Andre Palmer, PhD '98

Growing up in Trinidad, Andre Palmer, PhD ’98, liked chemistry and math. Chemical engineering was a natural career choice for Palmer, who in August 2015 was named chair of the William G. Lowrie Department of Chemical and Biomolecular Engineering at The Ohio State University’s College of Engineering.

Beyond his teaching prowess (he received the engineering school’s Harrison Faculty Award for Excellence in Engineering Education in 2012), Palmer has made a name for himself developing novel hemoglobin-based oxygen carriers with applications in transfusion medicine and tissue engineering.

“The materials I’m making, such as artificial red blood cells and artificial plasma, are to be used when blood is not available,” Palmer says. “So if there is a natural disaster, war or a terrorist attack, and you exhaust your current blood supply, these materials are supposed to give the patient enough time to get a proper blood transfusion.” They also could be used for patients whose religious beliefs prohibit acceptance of blood transfusions. Palmer also works on targeted drug delivery systems to monocytes and macrophages.

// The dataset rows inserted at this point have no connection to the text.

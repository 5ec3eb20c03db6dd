//! XML documentation files.
//!
//! A [`DocumentationIndex`] is built once per assembly and then only read.
//! Keys are the `<member name="...">` strings exactly as the compiler wrote
//! them; callers look them up with a formatted
//! [`CanonicalMemberId`](crate::CanonicalMemberId).

use crate::error::DocError;
use quick_xml::events::{BytesStart, Event};
use quick_xml::Reader;
use std::collections::{BTreeMap, HashMap};
use std::path::{Path, PathBuf};

/// Documentation attached to one member.
#[derive(Debug, Clone, Default, PartialEq, Eq)]
pub struct DocumentationEntry {
    pub summary: Option<String>,
    pub params: BTreeMap<String, String>,
    pub returns: Option<String>,
}

#[derive(Debug, Clone, Default)]
pub struct DocumentationIndex {
    entries: HashMap<String, DocumentationEntry>,
}

impl DocumentationIndex {
    pub fn load(path: &Path) -> Result<Self, DocError> {
        let xml = std::fs::read_to_string(path).map_err(|source| DocError::Io {
            path: path.to_path_buf(),
            source,
        })?;
        Self::parse(&xml)
    }

    /// The documentation file conventionally shipped next to a binary.
    pub fn path_for_binary(binary: &Path) -> PathBuf {
        binary.with_extension("xml")
    }

    /// Load the documentation next to `binary`. A missing file gives an
    /// empty index (debug log); an unreadable or malformed one also gives an
    /// empty index, with a warning.
    pub fn for_binary(binary: &Path) -> Self {
        let path = Self::path_for_binary(binary);
        if !path.is_file() {
            tracing::debug!(binary = %binary.display(), "no documentation file");
            return Self::default();
        }
        match Self::load(&path) {
            Ok(index) => {
                tracing::debug!(path = %path.display(), entries = index.len(), "loaded documentation");
                index
            }
            Err(e) => {
                tracing::warn!(path = %path.display(), error = %e, "ignoring unreadable documentation");
                Self::default()
            }
        }
    }

    pub fn parse(xml: &str) -> Result<Self, DocError> {
        let mut reader = Reader::from_str(xml);
        let mut entries = HashMap::new();
        let mut member: Option<MemberState> = None;

        loop {
            let event = reader.read_event().map_err(|e| {
                DocError::Xml(format!("at byte {}: {}", reader.error_position(), e))
            })?;
            match event {
                Event::Start(e) => {
                    if let Some(state) = member.as_mut() {
                        state.open(&e)?;
                    } else if e.name().as_ref() == b"member" {
                        member = Some(MemberState::new(attr(&e, "name")?.unwrap_or_default()));
                    }
                }
                Event::Empty(e) => {
                    if let Some(state) = member.as_mut() {
                        state.inline(&e)?;
                    }
                }
                Event::Text(t) => {
                    if let Some(state) = member.as_mut() {
                        let text = t.unescape().map_err(|e| DocError::Xml(e.to_string()))?;
                        state.text(&text);
                    }
                }
                Event::CData(c) => {
                    if let Some(state) = member.as_mut() {
                        state.text(&String::from_utf8_lossy(&c.into_inner()));
                    }
                }
                Event::End(e) => {
                    let closes_member = e.name().as_ref() == b"member"
                        && matches!(&member, Some(state) if state.depth == 0);
                    if closes_member {
                        if let Some(done) = member.take() {
                            // Later duplicates replace earlier ones.
                            entries.insert(done.name, done.entry);
                        }
                    } else if let Some(state) = member.as_mut() {
                        state.close(e.name().as_ref());
                    }
                }
                Event::Eof => break,
                _ => {}
            }
        }

        Ok(DocumentationIndex { entries })
    }

    pub fn entry(&self, id: &str) -> Option<&DocumentationEntry> {
        self.entries.get(id)
    }

    pub fn summary(&self, id: &str) -> Option<&str> {
        self.entry(id)?.summary.as_deref()
    }

    pub fn params(&self, id: &str) -> Option<&BTreeMap<String, String>> {
        self.entry(id).map(|e| &e.params).filter(|p| !p.is_empty())
    }

    pub fn returns(&self, id: &str) -> Option<&str> {
        self.entry(id)?.returns.as_deref()
    }

    pub fn len(&self) -> usize {
        self.entries.len()
    }

    pub fn is_empty(&self) -> bool {
        self.entries.is_empty()
    }
}

#[derive(Debug, Clone, PartialEq, Eq)]
enum Section {
    Summary,
    Param(String),
    Returns,
    Other,
}

/// Accumulates one `<member>` element.
struct MemberState {
    name: String,
    entry: DocumentationEntry,
    /// Element depth below `<member>`.
    depth: usize,
    section: Option<Section>,
    buffer: String,
}

impl MemberState {
    fn new(name: String) -> Self {
        MemberState {
            name,
            entry: DocumentationEntry::default(),
            depth: 0,
            section: None,
            buffer: String::new(),
        }
    }

    fn open(&mut self, e: &BytesStart<'_>) -> Result<(), DocError> {
        self.depth += 1;
        if self.depth == 1 {
            self.buffer.clear();
            self.section = Some(match e.name().as_ref() {
                b"summary" => Section::Summary,
                b"returns" => Section::Returns,
                b"param" => Section::Param(attr(e, "name")?.unwrap_or_default()),
                _ => Section::Other,
            });
        } else if e.name().as_ref() == b"para" {
            self.buffer.push('\n');
        }
        Ok(())
    }

    fn close(&mut self, name: &[u8]) {
        if self.depth == 0 {
            return;
        }
        self.depth -= 1;
        if self.depth > 0 {
            if name == b"para" {
                self.buffer.push('\n');
            }
            return;
        }
        let text = normalize(&self.buffer);
        match self.section.take() {
            Some(Section::Summary) => {
                self.entry.summary = Some(text).filter(|t| !t.is_empty());
            }
            Some(Section::Returns) => {
                self.entry.returns = Some(text).filter(|t| !t.is_empty());
            }
            Some(Section::Param(param)) if !param.is_empty() => {
                self.entry.params.insert(param, text);
            }
            _ => {}
        }
        self.buffer.clear();
    }

    fn inline(&mut self, e: &BytesStart<'_>) -> Result<(), DocError> {
        if self.depth == 0 {
            return Ok(());
        }
        let word = match e.name().as_ref() {
            b"see" | b"seealso" => match attr(e, "cref")? {
                Some(cref) => Some(strip_cref_prefix(&cref).to_string()),
                None => attr(e, "langword")?,
            },
            b"paramref" | b"typeparamref" => attr(e, "name")?,
            b"para" | b"br" => {
                self.buffer.push('\n');
                None
            }
            _ => None,
        };
        if let Some(word) = word {
            self.buffer.push_str(&word);
        }
        Ok(())
    }

    fn text(&mut self, text: &str) {
        if self.depth > 0 {
            self.buffer.push_str(text);
        }
    }
}

fn attr(e: &BytesStart<'_>, key: &str) -> Result<Option<String>, DocError> {
    let attribute = e
        .try_get_attribute(key)
        .map_err(|err| DocError::Xml(err.to_string()))?;
    match attribute {
        Some(a) => {
            let value = a
                .unescape_value()
                .map_err(|err| DocError::Xml(err.to_string()))?;
            Ok(Some(value.into_owned()))
        }
        None => Ok(None),
    }
}

/// `T:System.String` becomes `System.String`.
fn strip_cref_prefix(cref: &str) -> &str {
    match cref.as_bytes() {
        [kind, b':', ..] if kind.is_ascii_alphabetic() => &cref[2..],
        _ => cref,
    }
}

/// Trim each line, drop blank lines, join with single spaces.
fn normalize(text: &str) -> String {
    text.lines()
        .map(str::trim)
        .filter(|line| !line.is_empty())
        .collect::<Vec<_>>()
        .join(" ")
}
//! surface-package: reading `.nupkg` archives and staging one target
//! framework variant of their binaries for inspection.

pub mod archive;
pub mod error;
pub mod extract;
pub mod framework;
pub mod nuspec;

pub use archive::{MemoryPackage, PackageArchive, ZipPackage};
pub use error::PackageError;
pub use extract::{
    extract, list_variants, ExtractOptions, ExtractOutcome, Extraction, FileGroup, StagingDir,
    Unresolved,
};
pub use framework::{
    infer_target, select_nearest, Framework, FrameworkFamily, FrameworkVersion, VariantSelection,
};
pub use nuspec::{Dependency, DependencyGroup, NuspecManifest};
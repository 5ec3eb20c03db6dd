use std::path::Path;

use surface_core::extract_public_types;

use super::{load_options, stage_package, Context};
use crate::error::CliError;
use crate::{LoadArgs, OutputFormat};

/// List the externally visible types of the selected variant.
pub(crate) fn cmd_types(ctx: &Context, package: &Path, load: &LoadArgs) -> Result<i32, CliError> {
    let staged = stage_package(ctx, package, load.variant.tfm.as_deref(), false)?;
    let mut types = extract_public_types(staged.binaries(), &load_options(load), &ctx.cancel)?;
    if let Some(prefix) = load.namespace.as_deref() {
        types.retain(|t| t.namespace.starts_with(prefix));
    }
    tracing::debug!(variant = staged.variant(), count = types.len(), "types extracted");

    match ctx.output {
        OutputFormat::Json => ctx.print_json(&types)?,
        OutputFormat::Text => {
            for t in &types {
                println!("{:<9} {}", t.kind.to_string(), t.full_name());
            }
        }
    }
    Ok(0)
}
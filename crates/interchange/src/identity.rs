//! Package identity and version validation.
//!
//! Versions follow the NuGet shape: one to four dot-separated numeric parts,
//! an optional `-prerelease` label and optional `+metadata`. Anything else is
//! a malformed request, reported as [`RequestError`].

use std::fmt;

/// A malformed caller request.
#[derive(Debug, Clone, PartialEq, Eq, thiserror::Error)]
pub enum RequestError {
    #[error("malformed version '{input}': {reason}")]
    MalformedVersion { input: String, reason: String },

    #[error("malformed package identity '{input}': {reason}")]
    MalformedIdentity { input: String, reason: String },
}

/// A validated package version. Keeps the original text for display.
#[derive(Debug, Clone, PartialEq, Eq, Hash)]
pub struct PackageVersion {
    original: String,
    parts: Vec<u64>,
    prerelease: Option<String>,
}

impl PackageVersion {
    pub fn parse(input: &str) -> Result<Self, RequestError> {
        let malformed = |reason: &str| RequestError::MalformedVersion {
            input: input.to_string(),
            reason: reason.to_string(),
        };

        let trimmed = input.trim();
        if trimmed.is_empty() {
            return Err(malformed("empty version"));
        }

        let without_metadata = match trimmed.split_once('+') {
            Some((head, meta)) => {
                if meta.is_empty() {
                    return Err(malformed("empty build metadata"));
                }
                head
            }
            None => trimmed,
        };

        let (release, prerelease) = match without_metadata.split_once('-') {
            Some((head, label)) => {
                if label.is_empty()
                    || !label
                        .chars()
                        .all(|c| c.is_ascii_alphanumeric() || c == '.' || c == '-')
                {
                    return Err(malformed("invalid prerelease label"));
                }
                (head, Some(label.to_string()))
            }
            None => (without_metadata, None),
        };

        let mut parts = Vec::new();
        for piece in release.split('.') {
            if piece.is_empty() || !piece.chars().all(|c| c.is_ascii_digit()) {
                return Err(malformed("version parts must be numeric"));
            }
            let value = piece
                .parse::<u64>()
                .map_err(|_| malformed("version part out of range"))?;
            parts.push(value);
        }
        if parts.is_empty() || parts.len() > 4 {
            return Err(malformed("expected one to four version parts"));
        }

        Ok(PackageVersion {
            original: trimmed.to_string(),
            parts,
            prerelease,
        })
    }

    pub fn as_str(&self) -> &str {
        &self.original
    }

    pub fn is_prerelease(&self) -> bool {
        self.prerelease.is_some()
    }
}

impl fmt::Display for PackageVersion {
    fn fmt(&self, f: &mut fmt::Formatter<'_>) -> fmt::Result {
        f.write_str(&self.original)
    }
}

/// Package id plus version, e.g. `Acme.Widgets@2.1.0`.
#[derive(Debug, Clone, PartialEq, Eq, Hash)]
pub struct PackageIdentity {
    pub id: String,
    pub version: PackageVersion,
}

impl PackageIdentity {
    pub fn new(id: &str, version: &str) -> Result<Self, RequestError> {
        validate_id(id)?;
        Ok(PackageIdentity {
            id: id.to_string(),
            version: PackageVersion::parse(version)?,
        })
    }

    /// Parse the `Id@Version` form.
    pub fn parse(input: &str) -> Result<Self, RequestError> {
        let (id, version) =
            input
                .split_once('@')
                .ok_or_else(|| RequestError::MalformedIdentity {
                    input: input.to_string(),
                    reason: "expected <id>@<version>".to_string(),
                })?;
        PackageIdentity::new(id, version)
    }
}

impl fmt::Display for PackageIdentity {
    fn fmt(&self, f: &mut fmt::Formatter<'_>) -> fmt::Result {
        write!(f, "{}@{}", self.id, self.version)
    }
}

fn validate_id(id: &str) -> Result<(), RequestError> {
    let valid = !id.is_empty()
        && id
            .chars()
            .all(|c| c.is_ascii_alphanumeric() || matches!(c, '.' | '_' | '-'));
    if valid {
        Ok(())
    } else {
        Err(RequestError::MalformedIdentity {
            input: id.to_string(),
            reason: "package ids use letters, digits, '.', '_' and '-'".to_string(),
        })
    }
}

#[cfg(test)]
mod tests {
    use super::*;

    #[test]
    fn accepts_nuget_version_shapes() {
        for v in ["1", "1.2", "1.2.3", "1.2.3.4", "2.0.0-beta.1", "3.1.0+sha.abc"] {
            assert!(PackageVersion::parse(v).is_ok(), "{} should parse", v);
        }
        assert!(PackageVersion::parse("2.0.0-rc1").unwrap().is_prerelease());
    }

    #[test]
    fn rejects_malformed_versions() {
        for v in ["", "1.2.3.4.5", "1..2", "v1.0", "1.0-", "1.0+", "1.x"] {
            assert!(
                matches!(
                    PackageVersion::parse(v),
                    Err(RequestError::MalformedVersion { .. })
                ),
                "{:?} should be rejected",
                v
            );
        }
    }

    #[test]
    fn identity_parses_id_at_version() {
        let identity = PackageIdentity::parse("Acme.Widgets@2.1.0").unwrap();
        assert_eq!(identity.id, "Acme.Widgets");
        assert_eq!(identity.version.as_str(), "2.1.0");
        assert_eq!(identity.to_string(), "Acme.Widgets@2.1.0");

        assert!(matches!(
            PackageIdentity::parse("Acme.Widgets"),
            Err(RequestError::MalformedIdentity { .. })
        ));
        assert!(matches!(
            PackageIdentity::parse("Acme Widgets@1.0"),
            Err(RequestError::MalformedIdentity { .. })
        ));
    }
}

In conducting research, Palmer says he calls on lessons learned at Johns Hopkins in the lab of Denis Wirtz, now vice provost for research: “What Hopkins gave me was a framework for systematically attacking research problems, and also seeing the importance of translational opportunities for research – trying to translate fundamental research into actual therapies for patients.” The small number of core courses required for the program made it possible to jump quickly into research, he says, and he liked the ability to collaborate with faculty at the medical campus and other departments.

After earning his doctorate, and completing postdoctoral work at Johns Hopkins, Palmer joined the faculty at Howard University as assistant professor of chemistry. In 2001, he moved to the University of Notre Dame to become assistant professor of chemical and biomolecular engineering, a post he held for five years. He relocated to Ohio State in 2006 to become associate professor of chemical and biomolecular engineering, was promoted to full professor in 2012, and served as interim department chair in 2014-2015.

Palmer received the National Science Foundation Career Award in 2001. He currently serves on the International Scientific Advisory Committee on Blood Substitutes and is a member of the Academic Advisory board for Howard University’s Department of Chemical Engineering.

“What interests me is working on problems and knowing that if my research is successful, it could have a big impact on a patient’s quality of life,” Palmer says. “I also love to teach – I’d like to pass on those problem-solving approaches to my students who do research. That’s what gets me motivated every day.”